■ Work instruction: Scan the records for the word "filename". Report each line where it occurs.
Information Block Start
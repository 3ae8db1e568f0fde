//! Session manager.
//!
//! [`SessionManager`] is the only writer of the current-user state. Everything
//! else reads it through [`SessionManager::session`] or the watch channel
//! from [`SessionManager::watch`].
//!
//! Refresh is lazy: the gateway refreshes on demand and reports the outcome
//! here through [`CredentialListener`]. There are no client-side expiry
//! timers.

use std::sync::{Arc, Weak};

use tokio::sync::watch;

use crate::api::AuthApi;
use crate::credential::{Credential, TokenPair};
use crate::error::Result;
use crate::gateway::{CredentialListener, Gateway};
use crate::realtime::RealtimeManager;
use crate::token_store::SharedTokenStore;

/// Phase of the session state machine.
#[derive(Debug, Clone, Copy, Default, PartialEq, Eq)]
pub enum SessionState {
    /// No credential. Initial state and the state after logout.
    #[default]
    Anonymous,
    /// Login request in flight.
    Authenticating,
    /// Credential decoded and in use.
    Authenticated,
    /// Credential being refreshed; the user is still signed in.
    Expiring,
}

impl std::fmt::Display for SessionState {
    fn fmt(&self, f: &mut std::fmt::Formatter<'_>) -> std::fmt::Result {
        match self {
            Self::Anonymous => write!(f, "anonymous"),
            Self::Authenticating => write!(f, "authenticating"),
            Self::Authenticated => write!(f, "authenticated"),
            Self::Expiring => write!(f, "expiring"),
        }
    }
}

/// Identity derived from the credential's claims.
#[derive(Debug, Clone, PartialEq, Eq)]
pub struct SessionUser {
    pub subject: String,
    pub tenant_id: String,
    pub role: String,
}

/// Snapshot of the current session.
#[derive(Debug, Clone, Default, PartialEq, Eq)]
pub struct Session {
    pub state: SessionState,
    pub user: Option<SessionUser>,
}

impl Session {
    fn anonymous() -> Self {
        Self::default()
    }

    fn authenticated(credential: &Credential) -> Self {
        let claims = credential.claims();
        Self {
            state: SessionState::Authenticated,
            user: Some(SessionUser {
                subject: claims.sub.clone(),
                tenant_id: claims.tenant_id.clone(),
                role: claims.role.clone(),
            }),
        }
    }

    /// Whether a user is signed in.
    pub fn is_authenticated(&self) -> bool {
        matches!(
            self.state,
            SessionState::Authenticated | SessionState::Expiring
        ) && self.user.is_some()
    }

    pub fn subject(&self) -> Option<&str> {
        self.user.as_ref().map(|u| u.subject.as_str())
    }

    pub fn tenant_id(&self) -> Option<&str> {
        self.user.as_ref().map(|u| u.tenant_id.as_str())
    }

    pub fn role(&self) -> Option<&str> {
        self.user.as_ref().map(|u| u.role.as_str())
    }
}

/// Owner of the current-user state.
pub struct SessionManager {
    gateway: Gateway,
    realtime: Arc<RealtimeManager>,
    state: watch::Sender<Session>,
}

impl SessionManager {
    /// Create the manager and register it with the gateway for refresh
    /// outcomes.
    pub fn new(gateway: Gateway, realtime: Arc<RealtimeManager>) -> Arc<Self> {
        Arc::new_cyclic(|this: &Weak<SessionManager>| {
            let listener: Weak<dyn CredentialListener> = this.clone();
            gateway.add_listener(listener);
            Self {
                gateway,
                realtime,
                state: watch::Sender::new(Session::anonymous()),
            }
        })
    }

    /// Current session snapshot.
    pub fn session(&self) -> Session {
        self.state.borrow().clone()
    }

    /// Whether a user is signed in.
    pub fn is_authenticated(&self) -> bool {
        self.state.borrow().is_authenticated()
    }

    /// Subscribe to session changes.
    pub fn watch(&self) -> watch::Receiver<Session> {
        self.state.subscribe()
    }

    /// The realtime manager this session drives.
    pub fn realtime(&self) -> &Arc<RealtimeManager> {
        &self.realtime
    }

    fn store(&self) -> &SharedTokenStore {
        self.gateway.token_store()
    }

    /// Log in with email and password.
    ///
    /// A failed attempt leaves any existing session in place, together with
    /// its stored credential and realtime connection.
    pub async fn login(&self, email: &str, password: &str) -> Result<Session> {
        let previous = self.state.send_replace(Session {
            state: SessionState::Authenticating,
            user: None,
        });

        match AuthApi::new(self.gateway.clone()).login(email, password).await {
            Ok(response) => self.save_session(response.tokens.into()).await,
            Err(e) => {
                tracing::info!(
                    error = %e,
                    kept_session = previous.is_authenticated(),
                    "login failed"
                );
                self.state.send_if_modified(|session| {
                    if session.state == SessionState::Authenticating {
                        *session = previous;
                        true
                    } else {
                        false
                    }
                });
                Err(e)
            }
        }
    }

    /// Persist a token pair and establish the session it describes.
    ///
    /// Rebinds the realtime connection before returning, so subscriptions
    /// added afterward see the new credential.
    pub async fn save_session(&self, tokens: TokenPair) -> Result<Session> {
        let credential = match Credential::decode(&tokens.access_token) {
            Ok(credential) => credential,
            Err(e) => {
                tracing::warn!(error = %e, "refusing undecodable credential");
                self.teardown().await;
                return Err(e);
            }
        };

        self.gateway.invalidate().await;
        if let Err(e) = self.store().save(&tokens).await {
            self.state.send_replace(Session::anonymous());
            return Err(e);
        }

        self.state.send_replace(Session::authenticated(&credential));
        self.realtime.connect(&credential);

        tracing::info!(
            subject = credential.subject(),
            tenant = credential.tenant_id(),
            "session established"
        );
        Ok(self.session())
    }

    /// Log out. Local teardown always completes; the backend notification is
    /// best-effort.
    pub async fn remove_session(&self) {
        let current = self.session();
        if let Some(user) = current.user {
            let auth = AuthApi::new(self.gateway.clone());
            if let Err(e) = auth.logout(&user.tenant_id, &user.subject).await {
                tracing::warn!(error = %e, "backend logout failed, continuing local teardown");
            }
        }

        self.teardown().await;
        tracing::info!("session removed");
    }

    /// Rebuild the session from the token store at startup.
    ///
    /// An unreadable or undecodable stored credential clears the store, and
    /// so does an expired access token with no refresh token to renew it. An
    /// expired access token that can be refreshed still yields a session; the
    /// gateway refreshes it on the next request.
    pub async fn restore(&self) -> Session {
        let tokens = match self.store().read().await {
            Ok(Some(tokens)) => tokens,
            Ok(None) => {
                self.state.send_replace(Session::anonymous());
                return self.session();
            }
            Err(e) => {
                tracing::warn!(error = %e, "stored credential unreadable, clearing");
                self.teardown().await;
                return self.session();
            }
        };

        match Credential::decode(&tokens.access_token) {
            Ok(credential)
                if credential.is_expired()
                    && tokens.refresh_token.as_deref().is_none_or(str::is_empty) =>
            {
                tracing::info!(
                    subject = credential.subject(),
                    "stored credential expired and cannot be refreshed, clearing"
                );
                self.teardown().await;
            }
            Ok(credential) => {
                self.state.send_replace(Session::authenticated(&credential));
                self.realtime.connect(&credential);
                tracing::info!(subject = credential.subject(), "session restored");
            }
            Err(e) => {
                tracing::warn!(error = %e, "stored credential undecodable, clearing");
                self.teardown().await;
            }
        }
        self.session()
    }

    async fn teardown(&self) {
        self.gateway.invalidate().await;
        if let Err(e) = self.store().clear().await {
            tracing::warn!(error = %e, "failed to clear token store");
        }
        self.drop_session();
    }

    fn drop_session(&self) {
        self.state.send_replace(Session::anonymous());
        self.realtime.disconnect();
    }
}

impl CredentialListener for SessionManager {
    fn refresh_started(&self) {
        self.state.send_if_modified(|session| {
            if session.state == SessionState::Authenticated {
                session.state = SessionState::Expiring;
                true
            } else {
                false
            }
        });
    }

    fn credential_refreshed(&self, credential: &Credential) {
        // A refresh that lands after logout must not resurrect the session.
        if self.state.borrow().state == SessionState::Anonymous {
            tracing::debug!("refresh completed with no active session, ignoring");
            return;
        }
        self.state.send_replace(Session::authenticated(credential));
        self.realtime.update_credential(credential);
    }

    fn credential_rejected(&self) {
        tracing::info!("credential rejected, ending session");
        self.drop_session();
    }
}

impl std::fmt::Debug for SessionManager {
    fn fmt(&self, f: &mut std::fmt::Formatter<'_>) -> std::fmt::Result {
        f.debug_struct("SessionManager")
            .field("session", &*self.state.borrow())
            .finish()
    }
}

#[cfg(test)]
mod tests {
    use super::*;
    use crate::credential::testing::{mint, now};
    use crate::token_store::{MemoryTokenStore, TokenStore};

    fn manager_with(store: Arc<MemoryTokenStore>) -> Arc<SessionManager> {
        let gateway = Gateway::builder()
            .base_url("http://127.0.0.1:9")
            .token_store(store)
            .build()
            .unwrap();
        let realtime = Arc::new(RealtimeManager::new("ws://127.0.0.1:9/ws").unwrap());
        SessionManager::new(gateway, realtime)
    }

    #[test]
    fn test_session_state_display() {
        assert_eq!(SessionState::Expiring.to_string(), "expiring");
        assert_eq!(SessionState::default(), SessionState::Anonymous);
    }

    #[test]
    fn test_expiring_counts_as_authenticated() {
        let credential = Credential::decode(&mint("u", "t", now() + 60)).unwrap();
        let mut session = Session::authenticated(&credential);
        assert!(session.is_authenticated());

        session.state = SessionState::Expiring;
        assert!(session.is_authenticated());

        session.state = SessionState::Authenticating;
        assert!(!session.is_authenticated());
    }

    #[tokio::test]
    async fn test_restore_valid_credential() {
        let token = mint("user-1", "tenant-1", now() + 3600);
        let store = Arc::new(MemoryTokenStore::with_tokens(TokenPair::new(token, "R")));
        let manager = manager_with(store);

        let session = manager.restore().await;
        assert!(session.is_authenticated());
        assert_eq!(session.subject(), Some("user-1"));
        assert!(manager.realtime().connection().is_some());

        manager.realtime().disconnect();
    }

    #[tokio::test]
    async fn test_restore_expired_credential_keeps_session() {
        let token = mint("user-1", "tenant-1", now() - 60);
        let store = Arc::new(MemoryTokenStore::with_tokens(TokenPair::new(token, "R")));
        let manager = manager_with(store);

        assert!(manager.restore().await.is_authenticated());
        manager.realtime().disconnect();
    }

    #[tokio::test]
    async fn test_restore_expired_without_refresh_token_clears_store() {
        let token = mint("user-1", "tenant-1", now() - 60);
        let store = Arc::new(MemoryTokenStore::with_tokens(TokenPair {
            access_token: token,
            refresh_token: None,
        }));
        let manager = manager_with(Arc::clone(&store));

        let session = manager.restore().await;
        assert_eq!(session.state, SessionState::Anonymous);
        assert!(session.user.is_none());
        assert!(store.read().await.unwrap().is_none());
        assert!(manager.realtime().connection().is_none());
    }

    #[tokio::test]
    async fn test_restore_corrupt_credential_clears_store() {
        let store = Arc::new(MemoryTokenStore::with_tokens(TokenPair::new(
            "garbage", "R",
        )));
        let manager = manager_with(Arc::clone(&store));

        let session = manager.restore().await;
        assert_eq!(session.state, SessionState::Anonymous);
        assert!(store.read().await.unwrap().is_none());
        assert!(manager.realtime().connection().is_none());
    }

    #[tokio::test]
    async fn test_save_session_rejects_undecodable_token() {
        let store = Arc::new(MemoryTokenStore::new());
        let manager = manager_with(Arc::clone(&store));

        let err = manager
            .save_session(TokenPair::new("not.a.jwt", "R"))
            .await
            .unwrap_err();
        assert!(err.is_auth_error());
        assert!(!manager.is_authenticated());
        assert!(store.read().await.unwrap().is_none());
    }

    #[tokio::test]
    async fn test_listener_transitions() {
        let store = Arc::new(MemoryTokenStore::new());
        let manager = manager_with(store);
        let first = mint("user-1", "tenant-1", now() + 3600);
        manager
            .save_session(TokenPair::new(first, "R"))
            .await
            .unwrap();
        let connection_id = manager.realtime().connection().unwrap().id();

        manager.refresh_started();
        assert_eq!(manager.session().state, SessionState::Expiring);

        let second = Credential::decode(&mint("user-1", "tenant-1", now() + 7200)).unwrap();
        manager.credential_refreshed(&second);
        assert_eq!(manager.session().state, SessionState::Authenticated);
        let connection = manager.realtime().connection().unwrap();
        assert_eq!(connection.id(), connection_id);
        assert_eq!(connection.auth_token(), second.token());

        manager.credential_rejected();
        assert_eq!(manager.session(), Session::default());
        assert!(manager.realtime().connection().is_none());

        // Late refresh after the session ended is ignored.
        manager.credential_refreshed(&second);
        assert!(!manager.is_authenticated());
    }

    #[tokio::test]
    async fn test_watch_observes_changes() {
        let store = Arc::new(MemoryTokenStore::new());
        let manager = manager_with(store);
        let mut rx = manager.watch();

        manager
            .save_session(TokenPair::new(mint("user-1", "t", now() + 3600), "R"))
            .await
            .unwrap();

        rx.changed().await.unwrap();
        assert!(rx.borrow_and_update().is_authenticated());
        manager.realtime().disconnect();
    }
}
//! Config file discovery.
//!
//! Resolution order (later overrides earlier):
//! 1. `~/.config/deskline/config.toml` (or `DESKLINE_CONFIG_DIR`)
//! 2. An explicit `--config` path
//! 3. `DESKLINE_SERVER_URL` for the API URL

use std::path::{Path, PathBuf};

use crate::{ConfigError, DesklineConfig, Result};

/// Default config filename within the config directory.
const USER_CONFIG_FILE: &str = "config.toml";

/// Application name for XDG directory resolution.
const APP_NAME: &str = "deskline";

/// Environment variable to override the config directory.
const CONFIG_DIR_ENV: &str = "DESKLINE_CONFIG_DIR";

/// Environment variable to override the API URL.
pub const SERVER_URL_ENV: &str = "DESKLINE_SERVER_URL";

/// Result of config discovery and loading.
#[derive(Debug, Clone)]
pub struct LoadedConfig {
    /// The effective configuration.
    pub config: DesklineConfig,
    /// File the configuration was read from, if any.
    pub source: Option<PathBuf>,
}

/// Load configuration from an explicit path, or discover the user config.
///
/// A missing discovered file yields defaults; a missing explicit file is an
/// error.
pub fn load_config(explicit: Option<&Path>) -> Result<LoadedConfig> {
    let (config, source) = match explicit {
        Some(path) => (load_config_file(path)?, Some(path.to_path_buf())),
        None => match xdg_config_path() {
            Some(path) if path.is_file() => (load_config_file(&path)?, Some(path)),
            _ => (DesklineConfig::new(), None),
        },
    };

    let config = match std::env::var(SERVER_URL_ENV) {
        Ok(url) if !url.is_empty() => config.with_api_url(url),
        _ => config,
    };

    Ok(LoadedConfig { config, source })
}

/// Load config from a specific file path (no discovery).
pub fn load_config_file(path: &Path) -> Result<DesklineConfig> {
    let contents = std::fs::read_to_string(path).map_err(|e| ConfigError::ReadFile {
        path: path.display().to_string(),
        source: e,
    })?;
    DesklineConfig::from_toml(&contents)
}

/// Save configuration to a file, creating parent directories.
pub fn save_config(config: &DesklineConfig, path: &Path) -> Result<()> {
    if let Some(parent) = path.parent() {
        std::fs::create_dir_all(parent).map_err(|e| ConfigError::WriteFile {
            path: parent.display().to_string(),
            source: e,
        })?;
    }

    let contents = config.to_toml()?;
    std::fs::write(path, contents).map_err(|e| ConfigError::WriteFile {
        path: path.display().to_string(),
        source: e,
    })?;

    Ok(())
}

/// Get the config file path for deskline.
pub fn xdg_config_path() -> Option<PathBuf> {
    xdg_config_dir().map(|d| d.join(USER_CONFIG_FILE))
}

/// Get the config directory for deskline.
///
/// Checks `DESKLINE_CONFIG_DIR` first, then falls back to the platform default.
pub fn xdg_config_dir() -> Option<PathBuf> {
    if let Ok(dir) = std::env::var(CONFIG_DIR_ENV)
        && !dir.is_empty()
    {
        return Some(PathBuf::from(dir));
    }
    dirs::config_dir().map(|d| d.join(APP_NAME))
}

#[cfg(test)]
mod tests {
    use super::*;
    use std::fs;
    use tempfile::TempDir;

    #[test]
    fn test_xdg_config_path_shape() {
        if let Some(p) = xdg_config_path() {
            assert!(p.ends_with("config.toml"));
        }
    }

    #[test]
    fn test_load_config_file() {
        let dir = TempDir::new().unwrap();
        let path = dir.path().join("config.toml");
        fs::write(
            &path,
            r#"
[server]
api_url = "https://crm.example.com"

[http]
timeout_secs = 10
"#,
        )
        .unwrap();

        let config = load_config_file(&path).unwrap();
        assert_eq!(config.server.api_url, "https://crm.example.com");
        assert_eq!(config.http.timeout_secs, 10);
    }

    #[test]
    fn test_load_config_file_not_found() {
        let err = load_config_file(Path::new("/nonexistent/config.toml")).unwrap_err();
        assert!(matches!(err, ConfigError::ReadFile { .. }));
    }

    #[test]
    fn test_load_config_invalid_toml() {
        let dir = TempDir::new().unwrap();
        let path = dir.path().join("config.toml");
        fs::write(&path, "this is not valid toml {{{{").unwrap();

        let err = load_config_file(&path).unwrap_err();
        assert!(matches!(err, ConfigError::Parse(_)));
    }

    #[test]
    fn test_explicit_missing_file_is_error() {
        let err = load_config(Some(Path::new("/nonexistent/deskline.toml"))).unwrap_err();
        assert!(matches!(err, ConfigError::ReadFile { .. }));
    }

    #[test]
    fn test_save_and_reload() {
        let dir = TempDir::new().unwrap();
        let path = dir.path().join("nested").join("config.toml");
        let config = DesklineConfig::new().with_api_url("https://saved.example.com");

        save_config(&config, &path).unwrap();
        let loaded = load_config(Some(&path)).unwrap();

        assert_eq!(loaded.source.as_deref(), Some(path.as_path()));
        if std::env::var(SERVER_URL_ENV).is_err() {
            assert_eq!(loaded.config.server.api_url, "https://saved.example.com");
        }
    }
}
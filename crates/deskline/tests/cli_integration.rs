//! CLI integration tests for the Deskline command-line interface.
//!
//! These tests need no backend: they cover parsing, help output, and the
//! commands that work entirely from local state.

use assert_cmd::Command;
use predicates::prelude::*;
use tempfile::TempDir;

/// A deskline command isolated in its own config directory.
fn deskline(config_dir: &TempDir) -> Command {
    let mut cmd = Command::cargo_bin("deskline").unwrap();
    cmd.env("DESKLINE_CONFIG_DIR", config_dir.path())
        .env_remove("DESKLINE_SERVER_URL");
    cmd
}

// ─────────────────────────────────────────────────────────────────────────────
// Help and Version Tests
// ─────────────────────────────────────────────────────────────────────────────

#[test]
fn test_help_lists_subcommands() {
    let dir = TempDir::new().unwrap();
    deskline(&dir)
        .arg("--help")
        .assert()
        .success()
        .stdout(predicate::str::contains("login"))
        .stdout(predicate::str::contains("logout"))
        .stdout(predicate::str::contains("whoami"))
        .stdout(predicate::str::contains("request"))
        .stdout(predicate::str::contains("listen"));
}

#[test]
fn test_version_displays() {
    let dir = TempDir::new().unwrap();
    deskline(&dir)
        .arg("--version")
        .assert()
        .success()
        .stdout(predicate::str::contains("deskline"));
}

#[test]
fn test_login_requires_email() {
    let dir = TempDir::new().unwrap();
    deskline(&dir)
        .arg("login")
        .assert()
        .failure()
        .stderr(predicate::str::contains("--email"));
}

#[test]
fn test_request_rejects_bad_method() {
    let dir = TempDir::new().unwrap();
    deskline(&dir)
        .args(["request", "NOT A METHOD", "leads"])
        .assert()
        .failure()
        .stderr(predicate::str::contains("invalid HTTP method"));
}

// ─────────────────────────────────────────────────────────────────────────────
// Local State Tests
// ─────────────────────────────────────────────────────────────────────────────

#[test]
fn test_whoami_without_session() {
    let dir = TempDir::new().unwrap();
    deskline(&dir)
        .arg("whoami")
        .assert()
        .failure()
        .stderr(predicate::str::contains("Not logged in"));
}

#[test]
fn test_logout_without_session() {
    let dir = TempDir::new().unwrap();
    deskline(&dir)
        .arg("logout")
        .assert()
        .success()
        .stdout(predicate::str::contains("Not logged in"));
}

#[test]
fn test_request_without_session() {
    let dir = TempDir::new().unwrap();
    deskline(&dir)
        .args(["request", "get", "leads"])
        .assert()
        .failure()
        .stderr(predicate::str::contains("Not logged in"));
}

#[test]
fn test_invalid_server_url_is_rejected() {
    let dir = TempDir::new().unwrap();
    deskline(&dir)
        .args(["--server", "ftp://example.com", "whoami"])
        .assert()
        .failure()
        .stderr(predicate::str::contains("server.api_url"));
}

#[test]
fn test_missing_explicit_config_fails() {
    let dir = TempDir::new().unwrap();
    deskline(&dir)
        .args(["--config"])
        .arg(dir.path().join("absent.toml"))
        .arg("whoami")
        .assert()
        .failure()
        .stderr(predicate::str::contains("failed to load configuration"));
}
Information Block End
■ Task result:
/// Default config filename within the config directory.
filename crates/deskline/tests/cli_integration.rs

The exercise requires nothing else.